Trapped at the bottom of the well, Rhys knew none of this. His focus was on all his most important bones as they grew brittle and began to snap, on his heart, as it stuttered uncomfortably and began to slow. His core, too, trembled, struggling to contain the new, stronger impurities, while his mana passages leaked filth and mana alike all over his torso and head. He was crumbling under his own weight. He couldn’t take much more of this. He should stop—stop now, before it was too late.

No! He gritted his teeth—carefully, because they, too, were on the verge of breaking—and pushed on, dragging even more impurities into him. Stop here? Ridiculous. He hadn’t gone far enough! This half-hearted balancing-the-new-trash-on-top-of-an-overflowing-trashcan kind of throwing away barely qualified as throwing away at all! He would go all the way, or not at all. Now that he’d started down this path, he would see it to the end. He’d throw himself away, his body—his life, or else he wouldn’t walk his path any more at all.

His body continued to deteriorate. His life energy waned, and his aura faded immensely. Across the forest, Ryota looked up abruptly, startled. He stood from his study, staring at the place Rhys had vanished into. Shocked, he whispered to himself: “What is that madman doing?”

Down in the hole, Rhys pushed on. His torso was scrawny, now, falling in on itself, a marked contrast to his perfect, muscular limbs. His face was hideous, uglier than it had been since he’d arrived, a mess of sores and sunken hollows. His eyes wandered without focus, lost. He couldn’t hold a thought in his head. His mind rambled, on the brink of madness, and his heart struggled to lift itself to thrust another beat.

What… was I doing? Why am I here? I can’t see… can’t breathe. It all hurts. Stop… stop it.

With what little strength he had left, he reached out to stop pulling in more impurities.

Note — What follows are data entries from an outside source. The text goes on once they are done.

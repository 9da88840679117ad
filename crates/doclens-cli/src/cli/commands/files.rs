//! Remote file management command handlers.

use anyhow::{Context, Result, bail};
use doclens_core::service::FileService;
use doclens_core::session::Session;

use crate::render;

pub async fn list<S: FileService>(session: &Session<S>) -> Result<()> {
    let files = session.list_files().await.context("list files")?;
    print!("{}", render::list_result(&Ok(files)));
    Ok(())
}

pub async fn delete<S: FileService>(mut session: Session<S>, id: &str) -> Result<()> {
    let report = session.delete_one(id).await;
    print!("{}", render::delete_report(&report));
    if report.failed() > 0 {
        bail!("failed to delete file '{}'", id.trim());
    }
    Ok(())
}

pub async fn delete_all<S: FileService>(mut session: Session<S>) -> Result<()> {
    let report = session.delete_all().await;
    print!("{}", render::delete_report(&report));
    let failed = report.failed();
    if failed > 0 {
        bail!("{failed} deletion(s) failed");
    }
    Ok(())
}
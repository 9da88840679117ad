//! Core doclens library (config, logging, Gemini provider, session controller).

pub mod config;
pub mod files;
pub mod logging;
pub mod providers;
pub mod service;
pub mod session;
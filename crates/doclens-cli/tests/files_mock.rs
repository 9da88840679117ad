//! `doclens files ...` against a mock Files API.


use assert_cmd::cargo::cargo_bin_cmd;
use fixtures::{can_bind_localhost, file_json, mount_file_list, temp_home};
use predicates::prelude::*;
use serde_json::json;
use wiremock::matchers::{method, path};
use wiremock::{Mock, MockServer, ResponseTemplate};

#[tokio::test]
async fn test_files_list_prints_names_and_uris() {
    if !can_bind_localhost() {
        eprintln!("Skipping: cannot bind localhost TCP port in this environment.");
        return;
    }
    let home = temp_home();
    let server = MockServer::start().await;
    let uri = server.uri();
    mount_file_list(
        &server,
        vec![
            file_json(&uri, "abc", "report.pdf"),
            file_json(&uri, "def", "invoice.pdf"),
        ],
    )
    .await;

    cargo_bin_cmd!("doclens")
        .env("DOCLENS_HOME", home.path())
        .env("GEMINI_API_KEY", "test-api-key")
        .env("GEMINI_BASE_URL", &uri)
        .args(["files", "list"])
        .assert()
        .success()
        .stdout(predicate::str::contains("Files:"))
        .stdout(predicate::str::contains(format!(
            "report.pdf, URI: {uri}/files/abc"
        )))
        .stdout(predicate::str::contains(format!(
            "invoice.pdf, URI: {uri}/files/def"
        )));
}

#[tokio::test]
async fn test_files_list_failure_exits_nonzero() {
    if !can_bind_localhost() {
        eprintln!("Skipping: cannot bind localhost TCP port in this environment.");
        return;
    }
    let home = temp_home();
    let server = MockServer::start().await;
    Mock::given(method("GET"))
        .and(path("/files"))
        .respond_with(ResponseTemplate::new(403).set_body_json(json!({
            "error": { "code": 403, "message": "API key not valid.", "status": "PERMISSION_DENIED" }
        })))
        .mount(&server)
        .await;

    cargo_bin_cmd!("doclens")
        .env("DOCLENS_HOME", home.path())
        .env("GEMINI_API_KEY", "bad-key")
        .env("GEMINI_BASE_URL", server.uri())
        .args(["files", "list"])
        .assert()
        .failure()
        .stderr(predicate::str::contains("API key not valid."));
}

#[tokio::test]
async fn test_delete_all_continues_after_a_failure() {
    if !can_bind_localhost() {
        eprintln!("Skipping: cannot bind localhost TCP port in this environment.");
        return;
    }
    let home = temp_home();
    let server = MockServer::start().await;
    let uri = server.uri();
    mount_file_list(
        &server,
        vec![
            file_json(&uri, "one", "1.pdf"),
            file_json(&uri, "two", "2.pdf"),
            file_json(&uri, "three", "3.pdf"),
        ],
    )
    .await;

    for id in ["one", "three"] {
        Mock::given(method("DELETE"))
            .and(path(format!("/files/{id}")))
            .respond_with(ResponseTemplate::new(200).set_body_json(json!({})))
            .expect(1)
            .mount(&server)
            .await;
    }
    Mock::given(method("DELETE"))
        .and(path("/files/two"))
        .respond_with(ResponseTemplate::new(500).set_body_json(json!({
            "error": { "code": 500, "message": "Internal error.", "status": "INTERNAL" }
        })))
        .expect(1)
        .mount(&server)
        .await;

    cargo_bin_cmd!("doclens")
        .env("DOCLENS_HOME", home.path())
        .env("GEMINI_API_KEY", "test-api-key")
        .env("GEMINI_BASE_URL", &uri)
        .args(["files", "delete-all"])
        .assert()
        .failure()
        .stdout(predicate::str::contains("Deleted file with ID: one"))
        .stdout(predicate::str::contains(
            "Error deleting file with ID two: HTTP 500: Internal error.",
        ))
        .stdout(predicate::str::contains("Deleted file with ID: three"))
        .stderr(predicate::str::contains("1 deletion(s) failed"));
}

#[tokio::test]
async fn test_delete_single_file() {
    if !can_bind_localhost() {
        eprintln!("Skipping: cannot bind localhost TCP port in this environment.");
        return;
    }
    let home = temp_home();
    let server = MockServer::start().await;
    Mock::given(method("DELETE"))
        .and(path("/files/abc123"))
        .respond_with(ResponseTemplate::new(200).set_body_json(json!({})))
        .expect(1)
        .mount(&server)
        .await;

    cargo_bin_cmd!("doclens")
        .env("DOCLENS_HOME", home.path())
        .env("GEMINI_API_KEY", "test-api-key")
        .env("GEMINI_BASE_URL", server.uri())
        .args(["files", "delete", "abc123"])
        .assert()
        .success()
        .stdout(predicate::str::contains("Deleted file with ID: abc123"));
}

And then his eyes blazed. He didn’t remember what he was doing. He didn’t remember why he was here. But what he did remember was one core thing, the most important tenant that he’d lived by since he’d arrived.

I am trash.

Therefore, I should throw myself away.

So, with one last pull, he sucked in all the impurities his body could take. He pushed himself over the edge, leaping into the garbage can with both feet.

His heart thudded one last time and gave in. His mind crumpled, falling fully to madness. In the dark at the bottom of the well, Rhys ceased to be.

And then mana surged, stronger than ever before.